Neutrophils migrate to delayed-type hypersensitivity reactions in joints, but not in skin. Mechanism is leukocyte function-associated antigen-1-/Mac-1-independent.

We have previously found that polymorphonuclear leukocyte (PMNL) migration to adjuvant arthritic joints of rats was only partially inhibited by mAbs to the adhesion molecules LFA-1 (CD11a/CD18) and Mac-1 (CD11b/CD18), suggesting that there is a CD11/CD18-independent mechanism for PMNL migration to inflamed joints. Adjuvant arthritis in rats is believed to be initiated by a T lymphocyte-dependent immune response and maintained by proinflammatory cytokines such as IL-1 and TNF-alpha. Here we studied two types of joint inflammation: that induced by a delayed-type hypersensitivity (DTH) reaction in the joint and that induced by intra-articular (i.a.) injection of cytokines, to explore PMNL migration to inflamed joints and examine the role of CD18. 51Cr-labeled blood PMNL were used to measure PMNL migration in rats to inflammatory reactions in joints and compared with reactions in skin.
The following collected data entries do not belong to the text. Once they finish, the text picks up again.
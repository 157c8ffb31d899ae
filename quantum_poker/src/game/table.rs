//! Reconciliation of pushed events into one consistent table view.

use log::debug;

use crate::game::entities::{GameSnapshot, LobbySnapshot, PlayerId};
use crate::game::ledger::{GateEvent, TransformationLedger, TransformationRecord};
use crate::game::outcome::{self, Outcome};
use crate::net::messages::{GameUpdate, GatePreview};

/// Client-held state for one table view.
///
/// Snapshots replace held state wholesale; nothing is merged field by field.
/// Re-applying a delivery the transport duplicated therefore leaves the view
/// unchanged: the snapshot is identical, the ledger dedups on content keys,
/// and the outcome only resolves on the transition into the terminal phase.
#[derive(Debug)]
pub struct TableState {
    lobby_id: String,
    viewer: PlayerId,
    game: Option<GameSnapshot>,
    lobby: Option<LobbySnapshot>,
    preview: Option<GatePreview>,
    ledger: TransformationLedger,
    outcome: Option<Outcome>,
}

impl TableState {
    pub fn new(lobby_id: impl Into<String>, viewer: impl Into<PlayerId>) -> Self {
        Self {
            lobby_id: lobby_id.into(),
            viewer: viewer.into(),
            game: None,
            lobby: None,
            preview: None,
            ledger: TransformationLedger::new(),
            outcome: None,
        }
    }

    /// Apply an authoritative game update.
    ///
    /// Clears any pending gate preview unconditionally: a preview is only
    /// valid until the next authoritative update, relevant or not. An
    /// embedded gate application is forwarded to the ledger, and a result
    /// payload accompanying the transition into the terminal phase is
    /// resolved into the table's outcome exactly once.
    pub fn apply_game(&mut self, update: GameUpdate) {
        self.preview = None;

        let GameUpdate { state, result } = update;

        if let Some(result) = &result {
            if result.gate_applied
                && let Some(info) = &result.gate_info
                && let Some(event) = GateEvent::from_info(info)
            {
                let owner = result.player_id.clone().unwrap_or_else(|| self.viewer.clone());
                self.ledger.record(&owner, event, state.phase);
            }

            let was_terminal = self.game.as_ref().is_some_and(|game| game.phase.is_terminal());
            if state.phase.is_terminal() && !was_terminal {
                self.outcome = outcome::resolve(&state, result, &self.viewer);
            }
        }

        if !state.phase.is_terminal() {
            // Next hand: the previous hand's result is no longer current.
            self.outcome = None;
        }

        self.game = Some(state);
    }

    /// Apply a lobby update, ignoring broadcasts for other tables.
    ///
    /// A shared channel can carry several tables' lobby broadcasts; only the
    /// one matching this view's identity replaces the held snapshot.
    pub fn apply_lobby(&mut self, lobby: LobbySnapshot) {
        if lobby.lobby_id != self.lobby_id {
            debug!(
                "ignoring lobby update for {} while viewing {}",
                lobby.lobby_id, self.lobby_id
            );
            return;
        }
        self.lobby = Some(lobby);
    }

    /// Hold a gate preview until the next authoritative update.
    pub fn apply_preview(&mut self, preview: GatePreview) {
        self.preview = Some(preview);
    }

    pub fn lobby_id(&self) -> &str {
        &self.lobby_id
    }

    pub fn viewer(&self) -> &PlayerId {
        &self.viewer
    }

    pub fn game(&self) -> Option<&GameSnapshot> {
        self.game.as_ref()
    }

    pub fn lobby(&self) -> Option<&LobbySnapshot> {
        self.lobby.as_ref()
    }

    pub fn preview(&self) -> Option<&GatePreview> {
        self.preview.as_ref()
    }

    /// The outcome of the current completed hand, if one has resolved.
    pub fn outcome(&self) -> Option<&Outcome> {
        self.outcome.as_ref()
    }

    /// Gate history for one player, in insertion order.
    pub fn history_for(&self, player: &PlayerId) -> &[TransformationRecord] {
        self.ledger.history_for(player)
    }

    /// Gate history for the local viewer.
    pub fn viewer_history(&self) -> &[TransformationRecord] {
        self.ledger.history_for(&self.viewer)
    }
}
A large number of PMNL migrated to the carpal and talar joints after i.a. injection of Mycobacterium purified protein derivative in sensitized animals to induce DTH, but there was minimal PMNL migration to this DTH reaction in the skin. This migration to the joints was not inhibited by mAbs to LFA-1 alone or mAbs to LFA-1 plus Mac-1 that almost completely inhibited PMNL accumulation in dermal inflammatory reactions induced by zymosan-activated serum (C5adesArg), endotoxin, IL-1 alpha, or TNF-alpha in the same rats. Intra-articular injection of the cytokines IL-1 alpha and TNF-alpha, but not IFN-gamma, induced marked PMNL accumulation in the joints; this was strongly inhibited by the treatment of rats with anti-LFA-1 and anti-Mac-1. Thus, PMNL migrate to DTH induced in joints but not in skin, and this migration is CD18-independent, but migration to i.a. IL-1 alpha and TNF-alpha is largely CD18 dependent in both joints and skin. This suggests that both the joint microenvironment and the T cell dependence of the inflammatory reaction in the joint governs the mechanism of PMNL recruitment.